╔══
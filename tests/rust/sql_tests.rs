use rstest::rstest;

use catalog_search::core::errors::CoreError;
use catalog_search::index::sql::{catalog_query_sql, category_top_sql, validate_identifier};
use catalog_search::index::store::{CatalogFilter, CatalogOrder, CatalogQuery};

#[rstest]
#[case("products")]
#[case("catalog_v2")]
fn accepts_plain_identifiers(#[case] table: &str) {
    assert!(validate_identifier(table, "postgres.table").is_ok());
}

#[rstest]
#[case("")]
#[case("products; DROP TABLE users")]
#[case("public.products")]
#[case("prod-ucts")]
fn rejects_unsafe_identifiers(#[case] table: &str) {
    assert!(matches!(
        validate_identifier(table, "postgres.table"),
        Err(CoreError::InvalidConfig(_))
    ));
}

#[test]
fn full_scan_is_in_catalog_order_with_limit_as_first_param() {
    let query = CatalogQuery::new(CatalogFilter::All, CatalogOrder::Catalog, 100);
    let (sql, binding) = catalog_query_sql("products", &query);

    assert_eq!(
        sql,
        "SELECT product_id, document FROM products ORDER BY product_id LIMIT $1"
    );
    assert!(binding.is_none());
}

#[test]
fn category_filter_binds_category_before_limit() {
    let query = CatalogQuery::new(
        CatalogFilter::MainCategory("Men".to_string()),
        CatalogOrder::Catalog,
        20,
    );
    let (sql, binding) = catalog_query_sql("products", &query);

    assert!(sql.contains("WHERE document->>'main_category' = $1"));
    assert!(sql.ends_with("LIMIT $2"));
    assert_eq!(binding.as_deref(), Some("Men"));
}

#[test]
fn top_rated_orders_by_ratings_then_count() {
    let query = CatalogQuery::new(CatalogFilter::All, CatalogOrder::TopRated, 12);
    let (sql, _) = catalog_query_sql("products", &query);

    let ratings = sql.find("'ratings'").expect("ratings order");
    let count = sql.find("'no_of_ratings'").expect("count order");
    assert!(ratings < count);
}

#[test]
fn category_window_filters_stock_and_sorts_discount_nulls_first() {
    let sql = category_top_sql("products");

    assert!(sql.contains("PARTITION BY document->>'main_category'"));
    assert!(sql.contains("THEN (document->>'stock')::float8 END > 0"));
    assert!(sql.contains("THEN (document->>'discount_price')::float8 END ASC NULLS FIRST"));
    assert!(sql.contains("category_rank <= $1"));
}

#[rstest]
#[case(category_top_sql("products"))]
#[case(catalog_query_sql("products", &CatalogQuery::new(CatalogFilter::All, CatalogOrder::TopRated, 12)).0)]
#[case(catalog_query_sql("products", &CatalogQuery::new(CatalogFilter::All, CatalogOrder::BestRated, 12)).0)]
fn numeric_casts_only_touch_json_numbers(#[case] sql: String) {
    let casts = sql.matches("::float8").count();
    let guards = sql.matches("') = 'number' THEN (").count();

    assert!(casts > 0);
    assert_eq!(casts, guards);
}

#[test]
fn category_window_keeps_non_numeric_stock_for_mapping() {
    let sql = category_top_sql("products");
    assert!(sql.contains("OR jsonb_typeof(document->'stock') IS DISTINCT FROM 'number'"));
}
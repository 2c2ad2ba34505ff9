// 목적:
// - 카탈로그 저장소 경계(trait)와 조회 조건 타입을 정의한다.
//
// 설명:
// - 파이프라인은 구체 저장소가 아니라 CatalogStore에만 의존한다.
// - 저장소는 스키마 없는 문서를 그대로 돌려주고, 검증은 mapper가 맡는다.
//
// 디자인 패턴:
// - 저장소 패턴(Repository Pattern) + 의존성 주입(Dependency Injection).
//
// 참조:
// - src_rs/index/postgres_repo.rs
// - src_rs/core/mapper.rs

use async_trait::async_trait;
use serde_json::Value;

use crate::core::errors::CoreResult;

/// 저장소에 보관된 원본 문서다.
#[derive(Debug, Clone, PartialEq)]
pub struct CatalogDocument {
    pub product_id: i64,
    pub body: Value,
}

#[derive(Debug, Clone, PartialEq, Eq)]
pub enum CatalogFilter {
    All,
    MainCategory(String),
    OnSale,
}

#[derive(Debug, Clone, Copy, PartialEq, Eq)]
pub enum CatalogOrder {
    /// product_id 오름차순.
    Catalog,
    /// ratings desc, no_of_ratings desc.
    TopRated,
    /// ratings desc.
    BestRated,
    /// arrival_date desc, 값이 없으면 뒤로.
    Newest,
}

#[derive(Debug, Clone, PartialEq, Eq)]
pub struct CatalogQuery {
    pub filter: CatalogFilter,
    pub order: CatalogOrder,
    pub limit: usize,
}

impl CatalogQuery {
    pub fn new(filter: CatalogFilter, order: CatalogOrder, limit: usize) -> Self {
        Self {
            filter,
            order,
            limit,
        }
    }
}

/// 카탈로그 읽기 전용 저장소 경계다.
#[async_trait]
pub trait CatalogStore: Send + Sync {
    /// 조건에 맞는 문서를 최대 limit개 돌려준다. 결과가 없으면 빈 벡터다.
    async fn fetch_documents(&self, query: &CatalogQuery) -> CoreResult<Vec<CatalogDocument>>;

    async fn fetch_document(&self, product_id: i64) -> CoreResult<Option<CatalogDocument>>;

    /// 재고가 있는 문서를 main_category별 상위 top_n개까지 돌려준다.
    async fn top_documents_by_category(&self, top_n: usize) -> CoreResult<Vec<CatalogDocument>>;
}
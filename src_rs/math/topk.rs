// 목적:
// - 정렬 후 상위 k개 절삭을 담당한다.
//
// 설명:
// - 검색 결과는 score 내림차순, 동점이면 조회 순서를 유지한다(안정 정렬).
// - 카테고리 묶음은 ratings desc, no_of_ratings desc, discount_price asc 순서다.
//   discount_price가 없으면 숫자보다 앞에 둔다.
//
// 디자인 패턴:
// - 순수 함수(Pure Function).
//
// 참조:
// - src_rs/core/search_pipeline.rs
// - src_rs/core/aggregation_pipeline.rs

use std::cmp::Ordering;

use crate::core::product::{Product, ScoredProduct};

pub fn sort_desc_take(scored: &mut Vec<ScoredProduct>, top_k: usize) {
    // sort_by는 안정 정렬이다.
    scored.sort_by(compare_scored_product);
    if scored.len() > top_k {
        scored.truncate(top_k);
    }
}

pub fn sort_category_take(products: &mut Vec<Product>, top_n: usize) {
    products.sort_by(compare_category_rank);
    if products.len() > top_n {
        products.truncate(top_n);
    }
}

fn compare_scored_product(left: &ScoredProduct, right: &ScoredProduct) -> Ordering {
    right
        .score
        .partial_cmp(&left.score)
        .unwrap_or(Ordering::Equal)
}

pub fn compare_category_rank(left: &Product, right: &Product) -> Ordering {
    right
        .ratings
        .partial_cmp(&left.ratings)
        .unwrap_or(Ordering::Equal)
        .then_with(|| right.no_of_ratings.cmp(&left.no_of_ratings))
        .then_with(|| compare_discount_asc(left.discount_price, right.discount_price))
}

fn compare_discount_asc(left: Option<f64>, right: Option<f64>) -> Ordering {
    match (left, right) {
        (None, None) => Ordering::Equal,
        (None, Some(_)) => Ordering::Less,
        (Some(_), None) => Ordering::Greater,
        (Some(l), Some(r)) => l.partial_cmp(&r).unwrap_or(Ordering::Equal),
    }
}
╚══
## Task to carry out
Your reply should repeat the entire listing, word for word and complete.

## Output below
filename tests/rust/sql_tests.rs
use rstest::rstest;

use catalog_search::core::errors::CoreError;
use catalog_search::index::sql::{catalog_query_sql, category_top_sql, validate_identifier};
use catalog_search::index::store::{CatalogFilter, CatalogOrder, CatalogQuery};

#[rstest]
#[case("products")]
#[case("catalog_v2")]
fn accepts_plain_identifiers(#[case] table: &str) {
    assert!(validate_identifier(table, "postgres.table").is_ok());
}

#[rstest]
#[case("")]
#[case("products; DROP TABLE users")]
#[case("public.products")]
#[case("prod-ucts")]
fn rejects_unsafe_identifiers(#[case] table: &str) {
    assert!(matches!(
        validate_identifier(table, "postgres.table"),
        Err(CoreError::InvalidConfig(_))
    ));
}

#[test]
fn full_scan_is_in_catalog_order_with_limit_as_first_param() {
    let query = CatalogQuery::new(CatalogFilter::All, CatalogOrder::Catalog, 100);
    let (sql, binding) = catalog_query_sql("products", &query);

    assert_eq!(
        sql,
        "SELECT product_id, document FROM products ORDER BY product_id LIMIT $1"
    );
    assert!(binding.is_none());
}

#[test]
fn category_filter_binds_category_before_limit() {
    let query = CatalogQuery::new(
        CatalogFilter::MainCategory("Men".to_string()),
        CatalogOrder::Catalog,
        20,
    );
    let (sql, binding) = catalog_query_sql("products", &query);

    assert!(sql.contains("WHERE document->>'main_category' = $1"));
    assert!(sql.ends_with("LIMIT $2"));
    assert_eq!(binding.as_deref(), Some("Men"));
}

#[test]
fn top_rated_orders_by_ratings_then_count() {
    let query = CatalogQuery::new(CatalogFilter::All, CatalogOrder::TopRated, 12);
    let (sql, _) = catalog_query_sql("products", &query);

    let ratings = sql.find("'ratings'").expect("ratings order");
    let count = sql.find("'no_of_ratings'").expect("count order");
    assert!(ratings < count);
}

#[test]
fn category_window_filters_stock_and_sorts_discount_nulls_first() {
    let sql = category_top_sql("products");

    assert!(sql.contains("PARTITION BY document->>'main_category'"));
    assert!(sql.contains("THEN (document->>'stock')::float8 END > 0"));
    assert!(sql.contains("THEN (document->>'discount_price')::float8 END ASC NULLS FIRST"));
    assert!(sql.contains("category_rank <= $1"));
}

#[rstest]
#[case(category_top_sql("products"))]
#[case(catalog_query_sql("products", &CatalogQuery::new(CatalogFilter::All, CatalogOrder::TopRated, 12)).0)]
#[case(catalog_query_sql("products", &CatalogQuery::new(CatalogFilter::All, CatalogOrder::BestRated, 12)).0)]
fn numeric_casts_only_touch_json_numbers(#[case] sql: String) {
    let casts = sql.matches("::float8").count();
    let guards = sql.matches("') = 'number' THEN (").count();

    assert!(casts > 0);
    assert_eq!(casts, guards);
}

#[test]
fn category_window_keeps_non_numeric_stock_for_mapping() {
    let sql = category_top_sql("products");
    assert!(sql.contains("OR jsonb_typeof(document->'stock') IS DISTINCT FROM 'number'"));
}
repository 2c2ad2ba34505ff9
// 목적:
// - 카탈로그 저장소 경계(trait)와 조회 조건 타입을 정의한다.
//
// 설명:
// - 파이프라인은 구체 저장소가 아니라 CatalogStore에만 의존한다.
// - 저장소는 스키마 없는 문서를 그대로 돌려주고, 검증은 mapper가 맡는다.
//
// 디자인 패턴:
// - 저장소 패턴(Repository Pattern) + 의존성 주입(Dependency Injection).
//
// 참조:
// - src_rs/index/postgres_repo.rs
// - src_rs/core/mapper.rs

use async_trait::async_trait;
use serde_json::Value;

use crate::core::errors::CoreResult;

/// 저장소에 보관된 원본 문서다.
#[derive(Debug, Clone, PartialEq)]
pub struct CatalogDocument {
    pub product_id: i64,
    pub body: Value,
}

#[derive(Debug, Clone, PartialEq, Eq)]
pub enum CatalogFilter {
    All,
    MainCategory(String),
    OnSale,
}

#[derive(Debug, Clone, Copy, PartialEq, Eq)]
pub enum CatalogOrder {
    /// product_id 오름차순.
    Catalog,
    /// ratings desc, no_of_ratings desc.
    TopRated,
    /// ratings desc.
    BestRated,
    /// arrival_date desc, 값이 없으면 뒤로.
    Newest,
}

#[derive(Debug, Clone, PartialEq, Eq)]
pub struct CatalogQuery {
    pub filter: CatalogFilter,
    pub order: CatalogOrder,
    pub limit: usize,
}

impl CatalogQuery {
    pub fn new(filter: CatalogFilter, order: CatalogOrder, limit: usize) -> Self {
        Self {
            filter,
            order,
            limit,
        }
    }
}

/// 카탈로그 읽기 전용 저장소 경계다.
#[async_trait]
pub trait CatalogStore: Send + Sync {
    /// 조건에 맞는 문서를 최대 limit개 돌려준다. 결과가 없으면 빈 벡터다.
    async fn fetch_documents(&self, query: &CatalogQuery) -> CoreResult<Vec<CatalogDocument>>;

    async fn fetch_document(&self, product_id: i64) -> CoreResult<Option<CatalogDocument>>;

    /// 재고가 있는 문서를 main_category별 상위 top_n개까지 돌려준다.
    async fn top_documents_by_category(&self, top_n: usize) -> CoreResult<Vec<CatalogDocument>>;
}
filename src_rs/math/topk.rs
// 목적:
// - 정렬 후 상위 k개 절삭을 담당한다.
//
// 설명:
// - 검색 결과는 score 내림차순, 동점이면 조회 순서를 유지한다(안정 정렬).
// - 카테고리 묶음은 ratings desc, no_of_ratings desc, discount_price asc 순서다.
//   discount_price가 없으면 숫자보다 앞에 둔다.
//
// 디자인 패턴:
// - 순수 함수(Pure Function).
//
// 참조:
// - src_rs/core/search_pipeline.rs
// - src_rs/core/aggregation_pipeline.rs

use std::cmp::Ordering;

use crate::core::product::{Product, ScoredProduct};

pub fn sort_desc_take(scored: &mut Vec<ScoredProduct>, top_k: usize) {
    // sort_by는 안정 정렬이다.
    scored.sort_by(compare_scored_product);
    if scored.len() > top_k {
        scored.truncate(top_k);
    }
}

pub fn sort_category_take(products: &mut Vec<Product>, top_n: usize) {
    products.sort_by(compare_category_rank);
    if products.len() > top_n {
        products.truncate(top_n);
    }
}

fn compare_scored_product(left: &ScoredProduct, right: &ScoredProduct) -> Ordering {
    right
        .score
        .partial_cmp(&left.score)
        .unwrap_or(Ordering::Equal)
}

pub fn compare_category_rank(left: &Product, right: &Product) -> Ordering {
    right
        .ratings
        .partial_cmp(&left.ratings)
        .unwrap_or(Ordering::Equal)
        .then_with(|| right.no_of_ratings.cmp(&left.no_of_ratings))
        .then_with(|| compare_discount_asc(left.discount_price, right.discount_price))
}

fn compare_discount_asc(left: Option<f64>, right: Option<f64>) -> Ordering {
    match (left, right) {
        (None, None) => Ordering::Equal,
        (None, Some(_)) => Ordering::Less,
        (Some(_), None) => Ordering::Greater,
        (Some(l), Some(r)) => l.partial_cmp(&r).unwrap_or(Ordering::Equal),
    }
}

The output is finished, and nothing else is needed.